Thursday, July 2, 2009

Software Design

The software can be broken up into three major sections, timers, PWM signal edge detection, and wheel torque adjustments. In combination these parts are able to accurately read each wheel’s velocity and acceleration and allocate the proper amount of torque to reach and maintain a desired speed while improving traction by reducing wheel slip.

Interrupts and Timers

Due to the relatively slow servo motor maximum speed, encoder signal noise, and difficulties with edge triggered interrupts, we decided it would be sufficient to poll the rotary encoders. Therefore we maintained a counter for each wheel that was incremented in our interrupt every 0.2ms. Placing the counters in the interrupt ensures that the few hundred to roughly two thousands increments were done consistently, and any timing accuracy lost was only during the processing of these counts. For example, during our testing we underestimated the length of time to send data to Hyper Term. Before placing the counters in the interrupt we saw a very large margin of error with our elapsed time measurements as the hyperterm task influenced each increment. After moving the counters to the interrupt we only had one delay per encoder phase instead of a delay for each additional timer increment. This gave much more consistent speed measurements (although we decided to remove Hyper Term functionality all together for the final car).

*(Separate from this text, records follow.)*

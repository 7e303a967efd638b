use crate::censoredstring::CensoredString;
use std::time::Duration;

/// One fully rendered message ready for delivery.
#[derive(Debug, Clone, PartialEq, Eq)]
pub struct OutboundEmail {
    pub from: String,
    pub to: Vec<String>,
    pub reply_to: Option<String>,
    pub subject: String,
    pub html: String,
}

#[derive(Debug, thiserror::Error)]
pub enum EmailSendError {
    #[error("Email API request failed: {0}")]
    Request(#[from] reqwest::Error),
    #[error("Email API rejected the message with status {status}: {body}")]
    Rejected { status: u16, body: String },
    #[error("Invalid email address '{address}'")]
    InvalidAddress {
        address: String,
        #[source]
        source: lettre::address::AddressError,
    },
    #[error("Failed to build email message: {0}")]
    Build(#[from] lettre::error::Error),
    #[error("SMTP delivery failed: {0}")]
    Smtp(#[from] lettre::transport::smtp::Error),
}

/// Outbound email transport shared by all requests.
#[async_trait::async_trait]
pub trait EmailSender: Send + Sync {
    async fn send(&self, email: &OutboundEmail) -> Result<(), EmailSendError>;

    /// Short transport name reported by the healthcheck.
    fn provider(&self) -> &'static str;
}

#[derive(serde::Serialize)]
struct SendEmailRequest<'a> {
    from: &'a str,
    to: &'a [String],
    subject: &'a str,
    html: &'a str,
    #[serde(skip_serializing_if = "Option::is_none")]
    reply_to: Option<&'a str>,
}

/// Client for the Resend HTTP API (`POST /emails`).
#[derive(Debug, Clone)]
pub struct ResendEmailClient {
    http_client: reqwest::Client,
    base_url: String,
    api_key: CensoredString,
}

impl ResendEmailClient {
    pub fn new(
        base_url: String,
        api_key: CensoredString,
        timeout: Duration,
    ) -> Result<Self, EmailSendError> {
        let http_client = reqwest::Client::builder().timeout(timeout).build()?;
        Ok(Self {
            http_client,
            base_url: base_url.trim_end_matches('/').to_owned(),
            api_key,
        })
    }
}

#[async_trait::async_trait]
impl EmailSender for ResendEmailClient {
    #[tracing::instrument(
        name = "Sending email through Resend",
        skip(self, email),
        fields(subject = %email.subject)
    )]
    async fn send(&self, email: &OutboundEmail) -> Result<(), EmailSendError> {
        let url = format!("{}/emails", self.base_url);
        let request_body = SendEmailRequest {
            from: &email.from,
            to: &email.to,
            subject: &email.subject,
            html: &email.html,
            reply_to: email.reply_to.as_deref(),
        };
        let response = self
            .http_client
            .post(&url)
            .bearer_auth(self.api_key.as_ref())
            .json(&request_body)
            .send()
            .await?;
        let status = response.status();
        if !status.is_success() {
            let body = response.text().await.unwrap_or_default();
            return Err(EmailSendError::Rejected {
                status: status.as_u16(),
                body,
            });
        }
        tracing::debug!("Resend accepted the message with status {}", status);
        Ok(())
    }

    fn provider(&self) -> &'static str {
        "resend"
    }
}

Detecting Encoder Edges and Recording Data

Due to budget constraints we were forced to use the less expensive and reliably mechanical type encoder instead of the more advanced optical encoders. During our debugging process we noticed that the edges during phase transitions were very inconsistent as the switches would make and break a connection multiple times at each transition. This variability would often continue for around 1ms (see diagram).